RTB avoids getting bogged down and sidetracked over the controversial question of causation of AIDS. Instead, the site’s feature articles and supportive documents focus attention on the questionable validity, and therefore value, of antibody, cd4 and viral load tests, as well as the dangerous effects from the current strategy of depending on expensive and toxic anti-retroviral (ARV) drugs for life.

One recent post, “Side Effects – Letters to The Body.com”, highlights the many personal travails of ARV users seeking relief from drug effects, alongside the painfully inadequate responses from AIDS “experts” on what is arguably the Internet’s most utilized resource for people with AIDS.

Other sections present alternative information about less toxic, natural strategies that have been successfully implemented by “long term non-progressors” like myself, that are ignored or worse yet demeaned by the medical establishment. Again, RTB says it better than I can in a section entitled “Recovery”:

All Aids patients are not the same, and should not be assumed to follow the same deterministic and enforced fatal diagnosis.

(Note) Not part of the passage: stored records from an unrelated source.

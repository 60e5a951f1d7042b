//! # Failure Policies
//!
//! Decide whether a transport failure takes a node out of service. Each node
//! owns one policy instance created by the configured factory; the node calls
//! `should_fail` after every failed exchange and `reset` once the node is
//! resurrected.

use std::fmt::Debug;
use std::time::{Duration, Instant};

pub trait FailurePolicy: Send + Debug {
    /// Records one failure. Returns true when the node must be marked dead.
    fn should_fail(&mut self) -> bool;

    /// Forgets accumulated failures.
    fn reset(&mut self) {}
}

pub trait FailurePolicyFactory: Send + Sync + Debug {
    fn create(&self, endpoint: &str) -> Box<dyn FailurePolicy>;
}

/// Every failure is fatal.
#[derive(Debug, Clone, Copy, Default)]
pub struct FailImmediately;

impl FailurePolicy for FailImmediately {
    fn should_fail(&mut self) -> bool {
        true
    }
}

#[derive(Debug, Clone, Copy, Default)]
pub struct ImmediateFailureFactory;

impl FailurePolicyFactory for ImmediateFailureFactory {
    fn create(&self, _endpoint: &str) -> Box<dyn FailurePolicy> {
        Box::new(FailImmediately)
    }
}

/// Fails after `threshold` failures, each at most `window` after the previous.
///
/// A gap longer than `window` starts the count over.
#[derive(Debug, Clone)]
pub struct ThrottlingPolicy {
    threshold: usize,
    window: Duration,
    failures: usize,
    last_failure: Option<Instant>,
}

impl ThrottlingPolicy {
    pub fn new(threshold: usize, window: Duration) -> Self {
        ThrottlingPolicy {
            threshold: threshold.max(1),
            window,
            failures: 0,
            last_failure: None,
        }
    }

    fn record_at(&mut self, now: Instant) -> bool {
        match self.last_failure {
            Some(last) if now.saturating_duration_since(last) <= self.window => {
                self.failures += 1;
            }
            _ => self.failures = 1,
        }
        self.last_failure = Some(now);

        if self.failures >= self.threshold {
            self.failures = 0;
            self.last_failure = None;
            true
        } else {
            false
        }
    }
}

impl FailurePolicy for ThrottlingPolicy {
    fn should_fail(&mut self) -> bool {
        self.record_at(Instant::now())
    }

    fn reset(&mut self) {
        self.failures = 0;
        self.last_failure = None;
    }
}

#[derive(Debug, Clone, Copy)]
pub struct ThrottlingFailureFactory {
    threshold: usize,
    window: Duration,
}

impl ThrottlingFailureFactory {
    pub fn new(threshold: usize, window: Duration) -> Self {
        ThrottlingFailureFactory { threshold, window }
    }
}

impl FailurePolicyFactory for ThrottlingFailureFactory {
    fn create(&self, _endpoint: &str) -> Box<dyn FailurePolicy> {
        Box::new(ThrottlingPolicy::new(self.threshold, self.window))
    }
}

#[cfg(test)]
mod tests {
    use super::*;

    #[test]
    fn immediate_always_fails() {
        let mut policy = ImmediateFailureFactory.create("a:1");
        assert!(policy.should_fail());
        assert!(policy.should_fail());
    }

    #[test]
    fn throttling_needs_threshold_within_window() {
        let window = Duration::from_millis(100);
        let mut policy = ThrottlingPolicy::new(3, window);
        let start = Instant::now();

        assert!(!policy.record_at(start));
        assert!(!policy.record_at(start + Duration::from_millis(50)));
        assert!(policy.record_at(start + Duration::from_millis(90)));

        // Counter restarted after firing.
        assert!(!policy.record_at(start + Duration::from_millis(95)));
    }

    #[test]
    fn throttling_restarts_after_a_long_gap() {
        let mut policy = ThrottlingPolicy::new(2, Duration::from_millis(100));
        let start = Instant::now();

        assert!(!policy.record_at(start));
        assert!(!policy.record_at(start + Duration::from_millis(500)));
        assert!(policy.record_at(start + Duration::from_millis(550)));
    }

    #[test]
    fn throttling_reset_clears_count() {
        let mut policy = ThrottlingPolicy::new(2, Duration::from_secs(10));
        assert!(!policy.should_fail());
        policy.reset();
        assert!(!policy.should_fail());
        assert!(policy.should_fail());
    }

    #[test]
    fn threshold_of_zero_behaves_like_one() {
        let mut policy = ThrottlingPolicy::new(0, Duration::from_secs(1));
        assert!(policy.should_fail());
    }
}
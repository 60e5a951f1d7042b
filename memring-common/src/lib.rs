// memring-common - Binary wire protocol codec shared by the memring crates
//
// This crate frames requests, parses responses and interprets status codes.
// It performs no I/O; sockets and pooling live in memring-client.

pub mod error;
pub mod frame;
pub mod header;
pub mod opcode;
pub mod operation;
pub mod result;
pub mod status;
pub mod types;

// Re-export for convenience
pub use error::*;
pub use frame::*;
pub use header::*;
pub use opcode::*;
pub use operation::*;
pub use result::*;
pub use status::*;
pub use types::*;
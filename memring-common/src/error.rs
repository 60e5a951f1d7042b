//! # Codec Errors
//!
//! Errors raised while framing or parsing binary protocol messages. Every
//! variant here is fatal for the connection that produced it: the caller must
//! destroy the socket instead of retrying on it.

use thiserror::Error;

use crate::opcode::Opcode;

/// Result alias for codec operations.
pub type ProtocolResult<T> = Result<T, ProtocolError>;

/// Framing and parsing failures.
#[derive(Debug, Clone, PartialEq, Eq, Error)]
pub enum ProtocolError {
    /// First header byte was not the expected magic.
    #[error("bad magic byte 0x{found:02x} (expected 0x{expected:02x})")]
    BadMagic { expected: u8, found: u8 },

    /// Header declares a body shorter than its extras and key.
    #[error("body length {body} shorter than extras {extras} + key {key}")]
    BodyTooShort { body: u32, extras: u8, key: u16 },

    /// Not enough bytes to decode the structure.
    #[error("truncated frame: need {needed} bytes, have {available}")]
    Truncated { needed: usize, available: usize },

    /// Key exceeds the protocol limit.
    #[error("key length {0} exceeds maximum")]
    KeyTooLong(usize),

    /// Body does not fit in the 32-bit length field.
    #[error("body length {0} exceeds protocol limit")]
    BodyTooLong(usize),

    /// Response header declares a body above the reader's limit.
    #[error("response body length {body} exceeds limit {limit}")]
    ResponseTooLarge { body: u32, limit: usize },

    /// Response answered a different request.
    #[error("opaque mismatch: sent {sent}, received {received}")]
    OpaqueMismatch { sent: u32, received: u32 },

    /// Response opcode differs from the request opcode.
    #[error("opcode mismatch: sent {sent}, received 0x{received:02x}")]
    OpcodeMismatch { sent: Opcode, received: u8 },

    /// Opcode byte is not part of the protocol.
    #[error("unknown opcode 0x{0:02x}")]
    UnknownOpcode(u8),

    /// Extras of a successful response have an unexpected size.
    #[error("unexpected extras length {found} for {opcode} (expected {expected})")]
    BadExtras {
        opcode: Opcode,
        expected: usize,
        found: usize,
    },
}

Types of Aids Immune Deficiency are as varied as people given the diagnosis.

Ask the Questions:

  • How many kinds of Aids are there?
  • What causes more and less severe cases of immune deficiency?
  • What variety of factors must be attended for all persons with “Acquired Immune Deficiency?”
  • Who are the “LTNP’s?”
  • Who are the “Elite Suppressors?”
  • How many are there?

Answer: We don’t count, we ignore them; but they are the key.

What treatments are being excluded at present because they do not conform to the enforced, but unreasonable and unethical dogma of Aids? How many “Long Term Non-Progressors” are out there who have already been put on these over-burdening drugs before ever discovering that they did not need them? How many falsely diagnosed are buried under the avalanche of drug toxicity, without ever realizing that their test result was the result of a poly-reactive test?

 

AIDS in Africa

AIDS in Africa

The largest category of documents posted so far on RTB though is one called “Scientific Racism, Eugenics and Population Control”. Postings here address the many social and political ramifications of the past 25 years or so of AIDS dogma. There is also an entire section of material pertaining to the unique situation known as “African AIDS”, which bears little resemblance to what is called AIDS in the West.

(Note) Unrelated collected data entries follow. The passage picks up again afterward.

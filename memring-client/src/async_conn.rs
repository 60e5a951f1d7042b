//! # Async Connection Layer
//!
//! Purpose: A tokio rendition of the socket and pool for callers that already
//! run inside a runtime. It reuses the same `Exchange` state machine as the
//! blocking path, so framing and decoding are shared.
//!
//! ## Design Principles
//! 1. **One Request In Flight**: A connection is leased exclusively; callers
//!    never interleave exchanges on one socket.
//! 2. **Timeouts Kill**: A timed-out or failed exchange leaves unread bytes
//!    on the wire, so the connection is destroyed instead of reused.
//! 3. **Semaphore Bound**: Permits cap open connections; a waiter gives up
//!    after `connection_timeout`.
//! 4. **Same Health Rules**: Idle connections are reset before reuse, and
//!    failures go through a failure policy that can take the pool out of
//!    service, as on the blocking path.
//!
//! ## Health
//! A dead pool refuses leases without I/O until `dead_timeout` has passed.
//! The next lease after that is a probe: a successful connect brings the
//! pool back and resets its policy.

use std::io;
use std::sync::atomic::{AtomicBool, Ordering};
use std::sync::Arc;
use std::time::{Duration, Instant};

use bytes::BytesMut;
use memring_common::{
    Exchange, Operation, OperationResult, Reply, RequestFrame, ResponseFrame, Status, Step,
};
use parking_lot::Mutex;
use tokio::io::{AsyncReadExt, AsyncWriteExt};
use tokio::net::TcpStream;
use tokio::sync::{OwnedSemaphorePermit, Semaphore};
use tokio::time::timeout;
use tracing::{debug, error, info, warn};

use crate::config::SocketPoolConfig;
use crate::error::{AcquireError, ConnectionError};
use crate::failure::{FailurePolicy, FailurePolicyFactory, ImmediateFailureFactory};

/// One async TCP connection to one node.
#[derive(Debug)]
pub struct AsyncConnection {
    endpoint: String,
    stream: TcpStream,
    read_buf: BytesMut,
    write_buf: BytesMut,
    max_body: usize,
    alive: bool,
}

impl AsyncConnection {
    pub async fn connect(endpoint: &str, connect_timeout: Duration) -> Result<Self, ConnectionError> {
        let stream = timeout(connect_timeout, TcpStream::connect(endpoint))
            .await
            .map_err(|_| timed_out("connect"))??;
        stream.set_nodelay(true)?;
        Ok(AsyncConnection {
            endpoint: endpoint.to_string(),
            stream,
            read_buf: BytesMut::with_capacity(8 * 1024),
            write_buf: BytesMut::with_capacity(1024),
            max_body: SocketPoolConfig::default().max_response_body(),
            alive: true,
        })
    }

    /// Caps the body length a response may announce.
    pub fn with_max_body(mut self, max_body: usize) -> Self {
        self.max_body = max_body;
        self
    }

    pub fn endpoint(&self) -> &str {
        &self.endpoint
    }

    pub fn is_alive(&self) -> bool {
        self.alive
    }

    /// Prepares an idle connection for a new lease.
    ///
    /// Bytes still buffered or waiting on the socket belong to an earlier
    /// exchange; they are dropped and logged. A closed peer is an error and
    /// leaves the connection dead.
    pub fn reset(&mut self) -> Result<(), ConnectionError> {
        let result = self.drain_stray();
        if result.is_err() {
            self.alive = false;
        }
        result
    }

    fn drain_stray(&mut self) -> Result<(), ConnectionError> {
        let mut stray = self.read_buf.len();
        self.read_buf.clear();
        let mut scratch = [0u8; 1024];
        loop {
            match self.stream.try_read(&mut scratch) {
                Ok(0) => return Err(ConnectionError::Closed),
                Ok(n) => stray += n,
                Err(err) if err.kind() == io::ErrorKind::WouldBlock => break,
                Err(err) if err.kind() == io::ErrorKind::Interrupted => continue,
                Err(err) => return Err(ConnectionError::Io(err)),
            }
        }
        if stray > 0 {
            error!(endpoint = %self.endpoint, bytes = stray, "drained unread bytes from async connection");
        }
        Ok(())
    }

    /// Sends one request and waits for its response.
    pub async fn execute(
        &mut self,
        request: &RequestFrame,
        limit: Duration,
    ) -> Result<ResponseFrame, ConnectionError> {
        let outcome = timeout(limit, self.round_trip(request)).await;
        self.settle(outcome)
    }

    /// Drives a whole exchange (pipelined batches included).
    pub async fn run(&mut self, exchange: &mut Exchange, limit: Duration) -> Result<(), ConnectionError> {
        let outcome = timeout(limit, self.run_inner(exchange)).await;
        self.settle(outcome)
    }

    fn settle<T>(
        &mut self,
        outcome: Result<Result<T, ConnectionError>, tokio::time::error::Elapsed>,
    ) -> Result<T, ConnectionError> {
        let result = outcome.unwrap_or_else(|_| Err(timed_out("receive")));
        if result.is_err() {
            self.alive = false;
        }
        result
    }

    async fn round_trip(&mut self, request: &RequestFrame) -> Result<ResponseFrame, ConnectionError> {
        self.write_buf.clear();
        request.encode(&mut self.write_buf)?;
        self.stream.write_all(&self.write_buf).await?;
        let response = self.read_frame().await?;
        response.ensure_answers(request)?;
        Ok(response)
    }

    async fn run_inner(&mut self, exchange: &mut Exchange) -> Result<(), ConnectionError> {
        self.write_buf.clear();
        for request in exchange.requests() {
            request.encode(&mut self.write_buf)?;
        }
        self.stream.write_all(&self.write_buf).await?;
        loop {
            let response = self.read_frame().await?;
            if exchange.accept(response)? == Step::Done {
                return Ok(());
            }
        }
    }

    async fn read_frame(&mut self) -> Result<ResponseFrame, ConnectionError> {
        loop {
            if let Some(frame) = ResponseFrame::decode_bounded(&mut self.read_buf, self.max_body)? {
                return Ok(frame);
            }
            if self.stream.read_buf(&mut self.read_buf).await? == 0 {
                return Err(ConnectionError::Closed);
            }
        }
    }
}

fn timed_out(phase: &str) -> ConnectionError {
    ConnectionError::Io(io::Error::new(
        io::ErrorKind::TimedOut,
        format!("{phase} timed out"),
    ))
}

/// Semaphore-bounded pool of async connections to one node.
#[derive(Debug)]
pub struct AsyncNodePool {
    endpoint: String,
    config: SocketPoolConfig,
    permits: Arc<Semaphore>,
    idle: Mutex<Vec<AsyncConnection>>,
    policy: Mutex<Box<dyn FailurePolicy>>,
    alive: AtomicBool,
    dead_at: Mutex<Option<Instant>>,
}

impl AsyncNodePool {
    /// Pool whose first failure takes it out of service.
    pub fn new(endpoint: impl Into<String>, config: SocketPoolConfig) -> Arc<Self> {
        Self::with_policy(endpoint, config, &ImmediateFailureFactory)
    }

    pub fn with_policy(
        endpoint: impl Into<String>,
        config: SocketPoolConfig,
        policies: &dyn FailurePolicyFactory,
    ) -> Arc<Self> {
        let endpoint = endpoint.into();
        Arc::new(AsyncNodePool {
            permits: Arc::new(Semaphore::new(config.max_pool_size)),
            policy: Mutex::new(policies.create(&endpoint)),
            endpoint,
            config,
            idle: Mutex::new(Vec::new()),
            alive: AtomicBool::new(true),
            dead_at: Mutex::new(None),
        })
    }

    pub fn endpoint(&self) -> &str {
        &self.endpoint
    }

    pub fn idle_count(&self) -> usize {
        self.idle.lock().len()
    }

    pub fn is_alive(&self) -> bool {
        self.alive.load(Ordering::Acquire)
    }

    /// When the pool was marked dead, if it is dead.
    pub fn dead_since(&self) -> Option<Instant> {
        *self.dead_at.lock()
    }

    /// Leases a connection: a reset idle one, or a new one when none is left.
    ///
    /// A dead pool answers `Unavailable` until `dead_timeout` has passed; the
    /// lease after that probes the node with a fresh connect.
    pub async fn acquire(self: &Arc<Self>) -> Result<AsyncPooledConnection, AcquireError> {
        if self.permits.is_closed() {
            return Err(AcquireError::Shutdown);
        }
        let probing = !self.is_alive();
        if probing {
            match self.dead_since() {
                Some(since) if since.elapsed() < self.config.dead_timeout => {
                    return Err(AcquireError::Unavailable(self.endpoint.clone()));
                }
                _ => {}
            }
        }

        let permit = timeout(
            self.config.connection_timeout,
            Arc::clone(&self.permits).acquire_owned(),
        )
        .await
        .map_err(|_| AcquireError::Timeout(self.config.connection_timeout))?
        .map_err(|_| AcquireError::Shutdown)?;

        let reused = self.idle.lock().pop();
        let conn = match reused {
            Some(mut conn) => match conn.reset() {
                Ok(()) => conn,
                Err(err) => {
                    self.record_failure();
                    return Err(AcquireError::Connect(err));
                }
            },
            None => match AsyncConnection::connect(&self.endpoint, self.config.connection_timeout)
                .await
            {
                Ok(conn) => conn.with_max_body(self.config.max_response_body()),
                Err(err) => {
                    if probing {
                        *self.dead_at.lock() = Some(Instant::now());
                    } else {
                        self.record_failure();
                    }
                    return Err(AcquireError::Connect(err));
                }
            },
        };
        if probing {
            self.revive();
        }
        Ok(AsyncPooledConnection {
            pool: Arc::clone(self),
            conn: Some(conn),
            _permit: permit,
        })
    }

    /// Runs one operation on a leased connection.
    pub async fn execute(self: &Arc<Self>, operation: &Operation) -> OperationResult<Reply> {
        let mut exchange = match Exchange::new(operation, |_| 0) {
            Ok(exchange) => exchange,
            Err(err) => return OperationResult::fail(Status::InvalidRequest, Some(err.to_string())),
        };
        let mut conn = match self.acquire().await {
            Ok(conn) => conn,
            Err(err) => return OperationResult::fail(err.status(), Some(err.to_string())),
        };
        let outcome = match conn.get_mut() {
            Some(socket) => socket.run(&mut exchange, self.config.receive_timeout).await,
            None => Err(ConnectionError::Closed),
        };
        match outcome {
            Ok(()) => exchange.finish().unwrap_or_else(|err| {
                OperationResult::fail(Status::Protocol, Some(err.to_string()))
            }),
            Err(err) => {
                drop(conn);
                let node_failed = self.record_failure();
                debug!(endpoint = %self.endpoint, error = %err, node_failed, "async exchange failed");
                exchange.abort(err.status(), err.to_string())
            }
        }
    }

    /// Flips the pool to dead. Returns true only for the call that flipped it.
    pub fn mark_dead(&self) -> bool {
        if !self.alive.swap(false, Ordering::AcqRel) {
            return false;
        }
        *self.dead_at.lock() = Some(Instant::now());
        self.idle.lock().clear();
        warn!(endpoint = %self.endpoint, "async node marked dead");
        true
    }

    fn record_failure(&self) -> bool {
        if !self.is_alive() {
            return true;
        }
        let fail = self.policy.lock().should_fail();
        if fail {
            self.mark_dead();
        }
        fail
    }

    fn revive(&self) {
        if self.alive.swap(true, Ordering::AcqRel) {
            return;
        }
        *self.dead_at.lock() = None;
        self.policy.lock().reset();
        info!(endpoint = %self.endpoint, "async node is back in service");
    }

    /// Closes idle connections and refuses further leases.
    pub fn shutdown(&self) {
        self.permits.close();
        self.alive.store(false, Ordering::Release);
        self.idle.lock().clear();
    }
}

/// Lease guard. A live connection goes back to the idle list on drop.
#[derive(Debug)]
pub struct AsyncPooledConnection {
    pool: Arc<AsyncNodePool>,
    conn: Option<AsyncConnection>,
    _permit: OwnedSemaphorePermit,
}

impl AsyncPooledConnection {
    pub fn get_mut(&mut self) -> Option<&mut AsyncConnection> {
        self.conn.as_mut()
    }
}

impl Drop for AsyncPooledConnection {
    fn drop(&mut self) {
        // Runs before the permit is released so a waiter finds the connection.
        if let Some(conn) = self.conn.take() {
            if conn.is_alive() && self.pool.is_alive() && !self.pool.permits.is_closed() {
                self.pool.idle.lock().push(conn);
            } else {
                debug!(endpoint = %self.pool.endpoint, "destroying async connection");
            }
        }
    }
}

RTB is structured a bit differently than most sites that offer an alternative viewpoint on HIV and AIDS. It utilizes a fresh, tabular interface and is organized in a way that encourages anyone wanting to learn about their options for dealing with a diagnosis of “HIV” or “AIDS” can explore.

Even though most of the content on RTB is AIDS-specific, the “reduce the burden” perspective should also appeal to those facing other life-threatening and disabling conditions such as cancer, MS or autoimmune disorders.

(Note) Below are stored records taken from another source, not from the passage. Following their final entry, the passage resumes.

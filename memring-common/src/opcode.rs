// opcode.rs - Binary protocol command opcodes
//
// Each request carries one opcode byte at offset 1 of the header; the server
// echoes it in the response. The quiet variants (GetQ, GetKQ) suppress the
// response on a miss so that a batch of them can be pipelined and terminated
// with a NoOp.

/// Get a value.
pub const OP_GET: u8 = 0x00;
/// Store unconditionally.
pub const OP_SET: u8 = 0x01;
/// Store only when the key is absent.
pub const OP_ADD: u8 = 0x02;
/// Store only when the key is present.
pub const OP_REPLACE: u8 = 0x03;
/// Remove a key.
pub const OP_DELETE: u8 = 0x04;
/// Increment a counter.
pub const OP_INCREMENT: u8 = 0x05;
/// Decrement a counter.
pub const OP_DECREMENT: u8 = 0x06;
/// Close the connection.
pub const OP_QUIT: u8 = 0x07;
/// Invalidate every item on the node.
pub const OP_FLUSH: u8 = 0x08;
/// Quiet get (no response on miss).
pub const OP_GETQ: u8 = 0x09;
/// No operation; terminates pipelines.
pub const OP_NOOP: u8 = 0x0a;
/// Server version string.
pub const OP_VERSION: u8 = 0x0b;
/// Get returning the key.
pub const OP_GETK: u8 = 0x0c;
/// Quiet get returning the key.
pub const OP_GETKQ: u8 = 0x0d;
/// Append data to an existing value.
pub const OP_APPEND: u8 = 0x0e;
/// Prepend data to an existing value.
pub const OP_PREPEND: u8 = 0x0f;
/// Statistics stream.
pub const OP_STAT: u8 = 0x10;
/// Update expiration without fetching.
pub const OP_TOUCH: u8 = 0x1c;
/// Fetch and update expiration.
pub const OP_GAT: u8 = 0x1d;
/// List SASL mechanisms.
pub const OP_SASL_LIST_MECHS: u8 = 0x20;
/// Start SASL authentication.
pub const OP_SASL_AUTH: u8 = 0x21;
/// Continue SASL authentication.
pub const OP_SASL_STEP: u8 = 0x22;

/// Protocol command opcode.
#[repr(u8)]
#[derive(Debug, Clone, Copy, PartialEq, Eq, Hash)]
pub enum Opcode {
    Get = OP_GET,
    Set = OP_SET,
    Add = OP_ADD,
    Replace = OP_REPLACE,
    Delete = OP_DELETE,
    Increment = OP_INCREMENT,
    Decrement = OP_DECREMENT,
    Quit = OP_QUIT,
    Flush = OP_FLUSH,
    GetQ = OP_GETQ,
    NoOp = OP_NOOP,
    Version = OP_VERSION,
    GetK = OP_GETK,
    GetKQ = OP_GETKQ,
    Append = OP_APPEND,
    Prepend = OP_PREPEND,
    Stat = OP_STAT,
    Touch = OP_TOUCH,
    GetAndTouch = OP_GAT,
    SaslListMechs = OP_SASL_LIST_MECHS,
    SaslAuth = OP_SASL_AUTH,
    SaslStep = OP_SASL_STEP,
}

impl Opcode {
    /// Convert opcode to its wire byte
    pub const fn as_u8(self) -> u8 {
        self as u8
    }

    /// Try to create an opcode from its wire byte
    pub const fn from_u8(value: u8) -> Option<Self> {
        match value {
            OP_GET => Some(Self::Get),
            OP_SET => Some(Self::Set),
            OP_ADD => Some(Self::Add),
            OP_REPLACE => Some(Self::Replace),
            OP_DELETE => Some(Self::Delete),
            OP_INCREMENT => Some(Self::Increment),
            OP_DECREMENT => Some(Self::Decrement),
            OP_QUIT => Some(Self::Quit),
            OP_FLUSH => Some(Self::Flush),
            OP_GETQ => Some(Self::GetQ),
            OP_NOOP => Some(Self::NoOp),
            OP_VERSION => Some(Self::Version),
            OP_GETK => Some(Self::GetK),
            OP_GETKQ => Some(Self::GetKQ),
            OP_APPEND => Some(Self::Append),
            OP_PREPEND => Some(Self::Prepend),
            OP_STAT => Some(Self::Stat),
            OP_TOUCH => Some(Self::Touch),
            OP_GAT => Some(Self::GetAndTouch),
            OP_SASL_LIST_MECHS => Some(Self::SaslListMechs),
            OP_SASL_AUTH => Some(Self::SaslAuth),
            OP_SASL_STEP => Some(Self::SaslStep),
            _ => None,
        }
    }

    /// Get human-readable command name
    pub const fn name(self) -> &'static str {
        match self {
            Self::Get => "GET",
            Self::Set => "SET",
            Self::Add => "ADD",
            Self::Replace => "REPLACE",
            Self::Delete => "DELETE",
            Self::Increment => "INCREMENT",
            Self::Decrement => "DECREMENT",
            Self::Quit => "QUIT",
            Self::Flush => "FLUSH",
            Self::GetQ => "GETQ",
            Self::NoOp => "NOOP",
            Self::Version => "VERSION",
            Self::GetK => "GETK",
            Self::GetKQ => "GETKQ",
            Self::Append => "APPEND",
            Self::Prepend => "PREPEND",
            Self::Stat => "STAT",
            Self::Touch => "TOUCH",
            Self::GetAndTouch => "GAT",
            Self::SaslListMechs => "SASL_LIST_MECHS",
            Self::SaslAuth => "SASL_AUTH",
            Self::SaslStep => "SASL_STEP",
        }
    }

    /// Check if the server suppresses the response on a miss
    pub const fn is_quiet(self) -> bool {
        matches!(self, Self::GetQ | Self::GetKQ)
    }

    /// Check if command modifies cached data
    pub const fn is_write(self) -> bool {
        matches!(
            self,
            Self::Set
                | Self::Add
                | Self::Replace
                | Self::Delete
                | Self::Increment
                | Self::Decrement
                | Self::Flush
                | Self::Append
                | Self::Prepend
                | Self::Touch
        )
    }
}

impl std::fmt::Display for Opcode {
    fn fmt(&self, f: &mut std::fmt::Formatter<'_>) -> std::fmt::Result {
        f.write_str(self.name())
    }
}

Welcome to my blogroll, RTB.

  One Response to ““Reduce the burden” is focus of new website”

  1.  

    Thanks for the boost! We’re just getting the site rolling. Lots more to come..

    Most of all, we want YOUR STORIES, from inside or outside the Aids ‘beltway.’ We want to hear the trials and travails of the drugs, and tests, and we want to know what you’re doing to overcome the intense burden of the HIV diagnosis.

    Thanks RIF for the front page treatment!